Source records
:::::
use std::path::{Path, PathBuf};

use futures::future::try_join_all;
use glob::{MatchOptions, Pattern};
use gray_matter::{engine::YAML, Matter};
use tokio::fs;
use tracing::{debug, info};

use crate::config::SiteConfig;
use crate::error::{Result, SiteError};
use crate::markdown::{absolutize_sources, MarkupRenderer};
use crate::models::{parse_post_date, FrontMatter, Post};

const MATCH_OPTIONS: MatchOptions = MatchOptions {
    case_sensitive: true,
    require_literal_separator: true,
    require_literal_leading_dot: true,
};

/// Post files matching the configured pattern, sorted by path, without
/// dotfiles or any whose file name carries the exclude marker.
pub fn discover_posts(config: &SiteConfig) -> Result<Vec<PathBuf>> {
    // The root is a literal path; only the configured pattern may glob.
    let root = Pattern::escape(&config.root.to_string_lossy());
    let pattern = Path::new(&root).join(&config.posts.pattern);
    let pattern = pattern.to_string_lossy().into_owned();
    let entries = glob::glob_with(&pattern, MATCH_OPTIONS).map_err(|source| SiteError::Pattern {
        pattern: pattern.clone(),
        source,
    })?;

    let mut files = Vec::new();
    for entry in entries {
        let path = entry?;
        let excluded = path
            .file_name()
            .map_or(false, |name| name.to_string_lossy().contains(&config.posts.exclude_marker));
        if excluded {
            debug!(path = %path.display(), "skipping excluded file");
            continue;
        }
        files.push(path);
    }
    Ok(files)
}

/// Reads every file concurrently and returns the contents in input order.
pub async fn read_all(paths: &[PathBuf]) -> Result<Vec<String>> {
    try_join_all(paths.iter().map(|path| async move {
        fs::read_to_string(path).await.map_err(|e| SiteError::io(path, e))
    }))
    .await
}

/// Splits a post into its front matter and Markdown body.
pub fn split_front_matter(path: &Path, raw: &str) -> Result<(FrontMatter, String)> {
    let matter = Matter::<YAML>::new();
    let parsed = matter
        .parse::<FrontMatter>(raw)
        .map_err(|e| SiteError::FrontMatter {
            path: path.to_path_buf(),
            message: e.to_string(),
        })?;
    Ok((parsed.data.unwrap_or_default(), parsed.content))
}

/// `<domain>` + the path below the pages root, minus the `.md` extension.
pub fn post_link(config: &SiteConfig, path: &Path) -> String {
    let pages_root = config.resolve(&config.posts.pages_root);
    let relative = path
        .strip_prefix(&pages_root)
        .or_else(|_| path.strip_prefix(&config.posts.pages_root))
        .unwrap_or(path);
    let relative = relative.with_extension("");
    let segments: Vec<_> = relative
        .components()
        .map(|c| c.as_os_str().to_string_lossy().into_owned())
        .collect();
    config.absolute_url(&format!("/{}", segments.join("/")))
}

/// Turns one post file into a feed item, or `None` when its language
/// is not the feed language.
pub fn build_post(
    config: &SiteConfig,
    renderer: &dyn MarkupRenderer,
    path: &Path,
    raw: &str,
) -> Result<Option<Post>> {
    let (front_matter, body) = split_front_matter(path, raw)?;

    if front_matter.lang() != Some(config.language.as_str()) {
        debug!(path = %path.display(), lang = ?front_matter.lang(), "skipping post in another language");
        return Ok(None);
    }

    let raw_date = front_matter.date().ok_or_else(|| SiteError::MissingDate {
        path: path.to_path_buf(),
    })?;
    let date = parse_post_date(raw_date).ok_or_else(|| SiteError::InvalidDate {
        path: path.to_path_buf(),
        value: raw_date.to_string(),
    })?;

    let content = absolutize_sources(&renderer.render(&body), &config.domain);

    let image = front_matter.image().map(|image| {
        if image.starts_with('/') {
            config.absolute_url(image)
        } else {
            image.to_string()
        }
    });

    let title = match front_matter.title() {
        Some(title) => title.to_string(),
        None => path
            .file_stem()
            .map(|stem| stem.to_string_lossy().into_owned())
            .unwrap_or_default(),
    };

    Ok(Some(Post {
        title,
        description: front_matter.description().map(str::to_string),
        content,
        link: post_link(config, path),
        image,
        date,
        author: config.author.clone(),
        tags: front_matter.tags(),
        front_matter,
    }))
}

/// Loads every feed-eligible post, newest first.
pub async fn load_posts(config: &SiteConfig, renderer: &dyn MarkupRenderer) -> Result<Vec<Post>> {
    let files = discover_posts(config)?;
    let contents = read_all(&files).await?;

    let mut posts = Vec::new();
    for (path, raw) in files.iter().zip(&contents) {
        if let Some(post) = build_post(config, renderer, path, raw)? {
            posts.push(post);
        }
    }

    posts.sort_by(|a, b| b.date.cmp(&a.date));
    info!(discovered = files.len(), included = posts.len(), "loaded posts");
    Ok(posts)
}

#[cfg(test)]
mod tests {
    use super::*;
    use crate::markdown::MarkdownRenderer;

    fn fixture_config() -> SiteConfig {
        SiteConfig {
            domain: "https://example.com".to_string(),
            ..SiteConfig::default()
        }
    }

    fn write_post(dir: &Path, name: &str) {
        let posts = dir.join("pages/posts");
        std::fs::create_dir_all(&posts).unwrap();
        std::fs::write(posts.join(name), "---\nlang: en\ndate: 2024-01-01\n---\nbody").unwrap();
    }

    #[test]
    fn discovery_treats_root_literally() {
        let dir = tempfile::tempdir().unwrap();
        let root = dir.path().join("site [draft] *");
        write_post(&root, "hello.md");

        let config = SiteConfig {
            root: root.clone(),
            ..fixture_config()
        };
        let files = discover_posts(&config).unwrap();
        assert_eq!(files, vec![root.join("pages/posts/hello.md")]);
        assert_eq!(post_link(&config, &files[0]), "https://example.com/posts/hello");
    }

    #[test]
    fn discovery_skips_dotfiles_and_index_files() {
        let dir = tempfile::tempdir().unwrap();
        write_post(dir.path(), ".draft.md");
        write_post(dir.path(), "index.md");
        write_post(dir.path(), "b.md");
        write_post(dir.path(), "a.md");

        let config = SiteConfig {
            root: dir.path().to_path_buf(),
            ..fixture_config()
        };
        let names: Vec<_> = discover_posts(&config)
            .unwrap()
            .iter()
            .map(|p| p.file_name().unwrap().to_string_lossy().into_owned())
            .collect();
        assert_eq!(names, vec!["a.md", "b.md"]);
    }

    #[test]
    fn link_strips_pages_root_and_extension() {
        let config = fixture_config();
        let link = post_link(&config, Path::new("./pages/posts/hello-world.md"));
        assert_eq!(link, "https://example.com/posts/hello-world");
    }

    #[test]
    fn non_matching_language_yields_nothing() {
        let config = fixture_config();
        let raw = "---\nlang: zh\ndate: 2024-02-01\n---\n你好";
        let post = build_post(&config, &MarkdownRenderer, Path::new("pages/posts/zh.md"), raw).unwrap();
        assert!(post.is_none());
    }

    #[test]
    fn missing_lang_or_front_matter_yields_nothing() {
        let config = fixture_config();
        let renderer = MarkdownRenderer;
        let no_lang = "---\ndate: 2024-02-01\n---\nbody";
        let bare = "just a body";
        assert!(build_post(&config, &renderer, Path::new("a.md"), no_lang).unwrap().is_none());
        assert!(build_post(&config, &renderer, Path::new("b.md"), bare).unwrap().is_none());
    }

    #[test]
    fn english_post_is_transformed() {
        let config = fixture_config();
        let raw = "---\nlang: en\ntitle: Hello\ndate: 2024-01-01\nimage: /covers/hello.png\ntags:\n  - rust\n---\n![x](/img/a.png)\n";
        let post = build_post(&config, &MarkdownRenderer, Path::new("./pages/posts/hello.md"), raw)
            .unwrap()
            .unwrap();

        assert_eq!(post.title, "Hello");
        assert_eq!(post.link, "https://example.com/posts/hello");
        assert_eq!(post.image.as_deref(), Some("https://example.com/covers/hello.png"));
        assert!(post.content.contains("src=\"https://example.com/img/a.png\""));
        assert_eq!(post.date.to_rfc3339(), "2024-01-01T00:00:00+00:00");
        assert_eq!(post.author.name, "Theo");
        assert_eq!(post.tags, vec!["rust"]);
    }

    #[test]
    fn absolute_images_are_untouched_and_title_falls_back_to_stem() {
        let config = fixture_config();
        let raw = "---\nlang: en\ndate: 2024-01-01\nimage: https://cdn.dev/x.png\n---\nbody";
        let post = build_post(&config, &MarkdownRenderer, Path::new("pages/posts/no-title.md"), raw)
            .unwrap()
            .unwrap();
        assert_eq!(post.image.as_deref(), Some("https://cdn.dev/x.png"));
        assert_eq!(post.title, "no-title");
    }

    #[test]
    fn english_post_without_date_is_an_error() {
        let config = fixture_config();
        let raw = "---\nlang: en\n---\nbody";
        let err = build_post(&config, &MarkdownRenderer, Path::new("a.md"), raw).unwrap_err();
        assert!(matches!(err, SiteError::MissingDate { .. }));

        let raw = "---\nlang: en\ndate: soon\n---\nbody";
        let err = build_post(&config, &MarkdownRenderer, Path::new("a.md"), raw).unwrap_err();
        assert!(matches!(err, SiteError::InvalidDate { .. }));
    }
}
:::::
## Task brief
Using the data above, reproduce exactly the lines from the line that contains "None => path" through the line that contains "use crate::markdown::MarkdownRenderer;", including both.

## Final answer
        None => path
            .file_stem()
            .map(|stem| stem.to_string_lossy().into_owned())
            .unwrap_or_default(),
    };

    Ok(Some(Post {
        title,
        description: front_matter.description().map(str::to_string),
        content,
        link: post_link(config, path),
        image,
        date,
        author: config.author.clone(),
        tags: front_matter.tags(),
        front_matter,
    }))
}

/// Loads every feed-eligible post, newest first.
pub async fn load_posts(config: &SiteConfig, renderer: &dyn MarkupRenderer) -> Result<Vec<Post>> {
    let files = discover_posts(config)?;
    let contents = read_all(&files).await?;

    let mut posts = Vec::new();
    for (path, raw) in files.iter().zip(&contents) {
        if let Some(post) = build_post(config, renderer, path, raw)? {
            posts.push(post);
        }
    }

    posts.sort_by(|a, b| b.date.cmp(&a.date));
    info!(discovered = files.len(), included = posts.len(), "loaded posts");
    Ok(posts)
}

#[cfg(test)]
mod tests {
    use super::*;
    use crate::markdown::MarkdownRenderer;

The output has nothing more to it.